> _MATERIAL SUPPLIED_

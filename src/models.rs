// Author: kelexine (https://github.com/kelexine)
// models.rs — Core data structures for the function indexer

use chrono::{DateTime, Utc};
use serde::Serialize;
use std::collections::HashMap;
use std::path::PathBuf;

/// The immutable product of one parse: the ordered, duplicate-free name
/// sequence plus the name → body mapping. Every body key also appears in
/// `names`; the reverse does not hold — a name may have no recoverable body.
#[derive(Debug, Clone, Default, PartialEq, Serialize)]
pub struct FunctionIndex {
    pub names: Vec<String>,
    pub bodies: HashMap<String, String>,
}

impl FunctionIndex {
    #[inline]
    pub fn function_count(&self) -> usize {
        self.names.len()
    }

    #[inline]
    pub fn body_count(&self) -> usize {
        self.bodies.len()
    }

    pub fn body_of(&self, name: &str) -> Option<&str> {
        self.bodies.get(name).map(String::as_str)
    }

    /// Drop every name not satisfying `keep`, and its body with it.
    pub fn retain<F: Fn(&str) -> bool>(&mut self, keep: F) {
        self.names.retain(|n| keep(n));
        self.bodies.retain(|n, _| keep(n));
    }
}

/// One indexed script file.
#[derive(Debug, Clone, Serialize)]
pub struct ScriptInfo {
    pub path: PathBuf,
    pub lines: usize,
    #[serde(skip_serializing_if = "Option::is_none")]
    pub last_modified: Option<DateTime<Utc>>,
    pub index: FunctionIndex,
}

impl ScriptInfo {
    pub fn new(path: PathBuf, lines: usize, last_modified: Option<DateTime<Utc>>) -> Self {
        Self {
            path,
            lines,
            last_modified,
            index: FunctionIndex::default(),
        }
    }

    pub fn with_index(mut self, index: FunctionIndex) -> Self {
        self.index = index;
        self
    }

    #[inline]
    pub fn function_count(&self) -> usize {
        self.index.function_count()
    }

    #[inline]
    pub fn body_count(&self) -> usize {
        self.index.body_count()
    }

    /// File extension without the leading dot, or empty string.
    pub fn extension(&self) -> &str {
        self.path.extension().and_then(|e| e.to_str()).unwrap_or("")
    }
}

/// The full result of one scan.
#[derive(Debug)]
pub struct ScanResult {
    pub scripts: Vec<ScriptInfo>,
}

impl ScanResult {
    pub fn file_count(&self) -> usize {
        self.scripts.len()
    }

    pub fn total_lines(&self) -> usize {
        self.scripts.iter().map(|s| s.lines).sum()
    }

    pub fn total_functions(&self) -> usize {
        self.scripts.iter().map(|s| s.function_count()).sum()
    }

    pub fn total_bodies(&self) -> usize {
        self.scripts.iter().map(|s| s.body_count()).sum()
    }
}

> _WHAT THE TASK REQUIRES_
In the entries above, the lines between the one holding "pub fn extension(&self)" and the one holding "pub fn total_lines(&self)", inclusive, are to be printed exactly as written, and those alone.

> _OUTPUT OF THE TASK_
    pub fn extension(&self) -> &str {
        self.path.extension().and_then(|e| e.to_str()).unwrap_or("")
    }
}

/// The full result of one scan.
#[derive(Debug)]
pub struct ScanResult {
    pub scripts: Vec<ScriptInfo>,
}

impl ScanResult {
    pub fn file_count(&self) -> usize {
        self.scripts.len()
    }

    pub fn total_lines(&self) -> usize {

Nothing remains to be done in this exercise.